陽が沈むと、春めいた陽気は一転し、ひんやりとした夜風が吹いている。それでも金曜の夜には屋上庭園にはそれなりに人出もあり、フードコートの周辺のざわめきが聞こえてくる。理人は先ほどと同じ、琥珀色のチェスターコートにパーカー、ジーンズを穿いていた。司はトレンチコートの襟元に埋めていた顔を上げて、理人を見る。
「寒くない? 建物の中の店にすれば良かったかな」
「ここでいい。大丈夫」
理人は頷き、司の隣に腰を下ろした。
「理人くん、何か食べる? 何か買ってこようか」
「ぼくはお腹減ってない。司さんは?」
さっきまでパフェ食べてたもんな、という意地の悪い返事が脳裏を過ったが、司は口にはしなかった。
「俺も今はいいかな」
理人の声ははじめて会ったときよりも硬質で、窺うような響きがあったが、もしかしたら、司の心情でそのように感じるのかもしれなかった。態度が硬化しているのも、理人の反応を気にしているのも司のほうなのだろう。
「さっき仕事の帰りに理人くんを見かけて、……声をかけようと思ったんだけど、誰かと待ち合わせしているみたいだったから、追いかけた」
「尾けたんですか」
理人は思いのほか直接的な、いささか人聞きの悪い言葉を使った。理人がそういう言葉使いをするとは思っていなかったので、司はハッとする。
「……ごめん」
屋上庭園に造られたモネの庭を模した池には夜が映っている。睡蓮の漂う水面は暗く、奥底の知れない沼のように見える。
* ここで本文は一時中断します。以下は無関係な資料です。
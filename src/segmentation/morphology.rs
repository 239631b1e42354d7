//! Erosion and dilation of binary masks with square structuring elements.
//!
//! The element of size `k` covers offsets `-k/2 ..= k - 1 - k/2` in both axes,
//! so even sizes are allowed. Pixels outside the image never take part in the
//! minimum or maximum.

use image::{GrayImage, Luma};
use imageproc::morphology::{Mask, grayscale_dilate, grayscale_erode};

use crate::config::KernelSizes;

/// Largest element side `imageproc::morphology::Mask` can hold.
const MAX_MASK_SIZE: u32 = 511;

#[derive(Debug, Clone, Copy, PartialEq, Eq)]
enum Extremum {
    Min,
    Max,
}

/// Denoises a mask: two erosions remove speckles, two dilations restore and
/// merge what survived.
#[derive(Debug, Clone)]
pub struct MorphologyFilter {
    erode: SquareElement,
    dilate: SquareElement,
}

impl MorphologyFilter {
    pub fn new(kernels: &KernelSizes) -> Self {
        let kernels = kernels.normalized();
        Self {
            erode: SquareElement::new(kernels.erode),
            dilate: SquareElement::new(kernels.dilate),
        }
    }

    pub fn apply(&self, mask: &GrayImage) -> GrayImage {
        let eroded = self.erode.erode(&self.erode.erode(mask));
        self.dilate.dilate(&self.dilate.dilate(&eroded))
    }
}

/// Square structuring element, backed by an imageproc mask when it fits.
#[derive(Debug, Clone)]
struct SquareElement {
    size: u32,
    mask: Option<Mask>,
}

impl SquareElement {
    fn new(size: u32) -> Self {
        let size = size.max(1);
        let mask = (size > 1 && size <= MAX_MASK_SIZE).then(|| {
            let anchor = (size / 2) as u8;
            Mask::from_image(&GrayImage::from_pixel(size, size, Luma([255])), anchor, anchor)
        });
        Self { size, mask }
    }

    fn erode(&self, mask: &GrayImage) -> GrayImage {
        match &self.mask {
            Some(element) => grayscale_erode(mask, element),
            None => square_filter(mask, self.size, Extremum::Min),
        }
    }

    fn dilate(&self, mask: &GrayImage) -> GrayImage {
        match &self.mask {
            Some(element) => grayscale_dilate(mask, element),
            None => square_filter(mask, self.size, Extremum::Max),
        }
    }
}

pub fn erode(mask: &GrayImage, size: u32) -> GrayImage {
    SquareElement::new(size).erode(mask)
}

pub fn dilate(mask: &GrayImage, size: u32) -> GrayImage {
    SquareElement::new(size).dilate(mask)
}

/// Separable square min/max filter, rows first, then columns. Used for sizes
/// of 1 and for elements too large for an imageproc mask.
fn square_filter(mask: &GrayImage, size: u32, extremum: Extremum) -> GrayImage {
    let size = size.max(1);
    if size == 1 {
        return mask.clone();
    }

    let (width, height) = mask.dimensions();
    let before = (size / 2) as i64;
    let after = size as i64 - 1 - before;

    let pick = |acc: u8, v: u8| match extremum {
        Extremum::Min => acc.min(v),
        Extremum::Max => acc.max(v),
    };
    let identity = match extremum {
        Extremum::Min => u8::MAX,
        Extremum::Max => u8::MIN,
    };

    let horizontal = GrayImage::from_fn(width, height, |x, y| {
        let lo = (x as i64 - before).max(0) as u32;
        let hi = (x as i64 + after).min(width as i64 - 1) as u32;
        let value = (lo..=hi).fold(identity, |acc, xx| pick(acc, mask.get_pixel(xx, y)[0]));
        Luma([value])
    });

    GrayImage::from_fn(width, height, |x, y| {
        let lo = (y as i64 - before).max(0) as u32;
        let hi = (y as i64 + after).min(height as i64 - 1) as u32;
        let value = (lo..=hi).fold(identity, |acc, yy| pick(acc, horizontal.get_pixel(x, yy)[0]));
        Luma([value])
    })
}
「理人くん。……きみ、誰にでも『兄が欲しかった』って言ってるのか?」
理人は司の顔をじっと見つめた。鹿のように黒々とした大きな虹彩が一瞬、水面のように凪ぐ。かと思うと、理人はかたちのいい眉の尾を下げた。「どこから話せばいいかな」
理人は少し困ったような笑みを浮かべて、
「ぼく、二年くらい子役をしていたんです」
と、話しはじめる。
「十歳くらいから、二年くらいかな。そこで知り合った人が独立することになって、ぼくは中学校に上がるころにはほとんど芝居はしてなかったんですけど。それまで少しだけテレビに出ていたので、籍だけ移したんですね。義理のようなもので。そのあと、その移籍先の所長が、代行業も手がけるようになって」
「代行業」
「家族とか、友人代行とか」
「彼氏とか彼女とか?」
「僕は未成年なので。彼氏代行は二十歳以上って規約があります。お酒飲めるお店に行きたいってお客さんも多いみたいですし。ウチでは、身体接触はナシなんですけど」
危険なことはしていない、と理人は言外に語っている。
「燈子さんは知っているの?」
理人の眼が、刹那の間、静止した。
「母は事務所を移った、というところまでしか知らないです。学校はバイトが許可制なので」
「言ってないのか」
「母ひとり子ひとりで、お金に困ってると思わせたくなかったんです。母に伝えてないのは、だからです」
「俺には未成年が一人でやるには危ない仕事に思える」
「今日、一対一になったのはたまたまです。あまり多くはないです。弟代行ってあまり需要がないんです。さっき言ったように、彼氏代行は二十歳以上ですし、子役が必要な場面ならもっと年少の子が行きます」
「…理人くん。答えになってない」
「家族代行が必要な場面があります。……司さんには分からないかもしれないですけど」
理人は唇の端をつり上げた。昏いような笑みだった。
司は言葉を重ねる。
「俺は成人で年長者だから、理人くんが危ないことをしていたらやめてほしい。理人くんはたぶん自分で思ってるより、危ないことをしてるよ。俺にはやめさせる責任もあると思う」
「…司さんは、ぼくの家族でも、なんでもないのに?」
理人の顔になまなましい影のようなものが過ぎり、しかしその表情もすぐに消える。
「戸籍上は、そうだね……。俺は母の籍に入ってるから、きみとは家族じゃない。でも俺は大人だから未成年が危ういことをしてるのを見たら止めるし、理人くんとは良い関係を築きたいと思ってるよ」
司は眼鏡のつるを避けてこめかみを押さえた。そのままスーツの両膝に頭を埋めるように、頭を抱えた。
「でもこの『良い関係』って、理人くんが自分が思ってたのと違うと思ったら、勝手にがっかりする程度のものでもある……」
司は髪をくしげずり、息を吐く。
理人は池のほうを見た。ほとりに植えられた柳の枝が揺れている。
「司さんは素直でいいね。素直で、まともだ」
池に架けられた、緑色のペンキで塗られた橋のうえを、二人連れの影が渡っていく。人影からは性別も関係性も判別がつかないが、親しげな様子だった。
理人は息を吐く。
「司さん、ぼくはその場かぎりの嘘をつくのがけっこう得意なんだよ、」
理人はベンチから立ち上がった。春の夜風はいよいよ冷たくなってきている。理人はコートの襟元に顎を埋め、司を振り返った。